■ **WHAT TO WORK ON**:
Please print the data that follows, keeping every line exact.

■ **INFORMATION GIVEN**:
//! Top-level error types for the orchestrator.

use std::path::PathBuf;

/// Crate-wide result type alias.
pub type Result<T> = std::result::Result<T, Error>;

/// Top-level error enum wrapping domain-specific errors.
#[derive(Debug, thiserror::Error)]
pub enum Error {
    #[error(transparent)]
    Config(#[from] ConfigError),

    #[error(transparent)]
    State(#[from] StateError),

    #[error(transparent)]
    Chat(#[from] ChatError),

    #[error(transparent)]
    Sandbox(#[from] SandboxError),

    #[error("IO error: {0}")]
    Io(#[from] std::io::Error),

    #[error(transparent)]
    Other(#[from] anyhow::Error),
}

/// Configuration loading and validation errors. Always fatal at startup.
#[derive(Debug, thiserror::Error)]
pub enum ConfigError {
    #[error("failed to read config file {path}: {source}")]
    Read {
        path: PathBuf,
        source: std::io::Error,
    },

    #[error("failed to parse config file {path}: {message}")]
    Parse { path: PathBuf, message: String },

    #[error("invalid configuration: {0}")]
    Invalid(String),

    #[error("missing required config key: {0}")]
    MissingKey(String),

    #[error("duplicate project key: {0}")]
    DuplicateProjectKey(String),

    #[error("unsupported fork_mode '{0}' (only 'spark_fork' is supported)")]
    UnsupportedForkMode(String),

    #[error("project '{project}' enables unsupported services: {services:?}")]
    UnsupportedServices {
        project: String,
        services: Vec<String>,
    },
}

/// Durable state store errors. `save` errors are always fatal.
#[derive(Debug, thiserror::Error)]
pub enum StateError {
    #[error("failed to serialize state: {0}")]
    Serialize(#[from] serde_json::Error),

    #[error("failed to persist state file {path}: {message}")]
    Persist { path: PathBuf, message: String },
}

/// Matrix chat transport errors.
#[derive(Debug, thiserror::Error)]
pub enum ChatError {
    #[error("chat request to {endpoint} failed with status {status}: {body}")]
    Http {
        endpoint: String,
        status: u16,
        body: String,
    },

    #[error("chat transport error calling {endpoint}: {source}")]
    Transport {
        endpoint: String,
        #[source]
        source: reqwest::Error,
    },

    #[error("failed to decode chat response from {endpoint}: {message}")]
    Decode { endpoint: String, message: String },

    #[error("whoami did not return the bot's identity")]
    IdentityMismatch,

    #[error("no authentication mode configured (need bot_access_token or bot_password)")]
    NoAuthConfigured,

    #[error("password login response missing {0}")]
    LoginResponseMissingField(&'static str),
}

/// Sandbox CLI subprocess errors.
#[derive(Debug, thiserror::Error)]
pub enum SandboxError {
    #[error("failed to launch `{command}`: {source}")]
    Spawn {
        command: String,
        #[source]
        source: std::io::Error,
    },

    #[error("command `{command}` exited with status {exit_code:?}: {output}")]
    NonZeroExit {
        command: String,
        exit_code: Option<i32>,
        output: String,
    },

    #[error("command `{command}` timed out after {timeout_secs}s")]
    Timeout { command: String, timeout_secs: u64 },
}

■ **TASK ANSWER**:
//! Top-level error types for the orchestrator.

use std::path::PathBuf;

/// Crate-wide result type alias.
pub type Result<T> = std::result::Result<T, Error>;

/// Top-level error enum wrapping domain-specific errors.
#[derive(Debug, thiserror::Error)]
pub enum Error {
    #[error(transparent)]
    Config(#[from] ConfigError),

    #[error(transparent)]
    State(#[from] StateError),

    #[error(transparent)]
    Chat(#[from] ChatError),

    #[error(transparent)]
    Sandbox(#[from] SandboxError),

    #[error("IO error: {0}")]
    Io(#[from] std::io::Error),

    #[error(transparent)]
    Other(#[from] anyhow::Error),
}

/// Configuration loading and validation errors. Always fatal at startup.
#[derive(Debug, thiserror::Error)]
pub enum ConfigError {
    #[error("failed to read config file {path}: {source}")]
    Read {
        path: PathBuf,
        source: std::io::Error,
    },

    #[error("failed to parse config file {path}: {message}")]
    Parse { path: PathBuf, message: String },

    #[error("invalid configuration: {0}")]
    Invalid(String),

    #[error("missing required config key: {0}")]
    MissingKey(String),

    #[error("duplicate project key: {0}")]
    DuplicateProjectKey(String),

    #[error("unsupported fork_mode '{0}' (only 'spark_fork' is supported)")]
    UnsupportedForkMode(String),

    #[error("project '{project}' enables unsupported services: {services:?}")]
    UnsupportedServices {
        project: String,
        services: Vec<String>,
    },
}

/// Durable state store errors. `save` errors are always fatal.
#[derive(Debug, thiserror::Error)]
pub enum StateError {
    #[error("failed to serialize state: {0}")]
    Serialize(#[from] serde_json::Error),

    #[error("failed to persist state file {path}: {message}")]
    Persist { path: PathBuf, message: String },
}

/// Matrix chat transport errors.
#[derive(Debug, thiserror::Error)]
pub enum ChatError {
    #[error("chat request to {endpoint} failed with status {status}: {body}")]
    Http {
        endpoint: String,
        status: u16,
        body: String,
    },

    #[error("chat transport error calling {endpoint}: {source}")]
    Transport {
        endpoint: String,
        #[source]
        source: reqwest::Error,
    },

    #[error("failed to decode chat response from {endpoint}: {message}")]
    Decode { endpoint: String, message: String },

    #[error("whoami did not return the bot's identity")]
    IdentityMismatch,

    #[error("no authentication mode configured (need bot_access_token or bot_password)")]
    NoAuthConfigured,

    #[error("password login response missing {0}")]
    LoginResponseMissingField(&'static str),
}

/// Sandbox CLI subprocess errors.
#[derive(Debug, thiserror::Error)]
pub enum SandboxError {
    #[error("failed to launch `{command}`: {source}")]
    Spawn {
        command: String,
        #[source]
        source: std::io::Error,
    },

    #[error("command `{command}` exited with status {exit_code:?}: {output}")]
    NonZeroExit {
        command: String,
        exit_code: Option<i32>,
        output: String,
    },

    #[error("command `{command}` timed out after {timeout_secs}s")]
    Timeout { command: String, timeout_secs: u64 },
}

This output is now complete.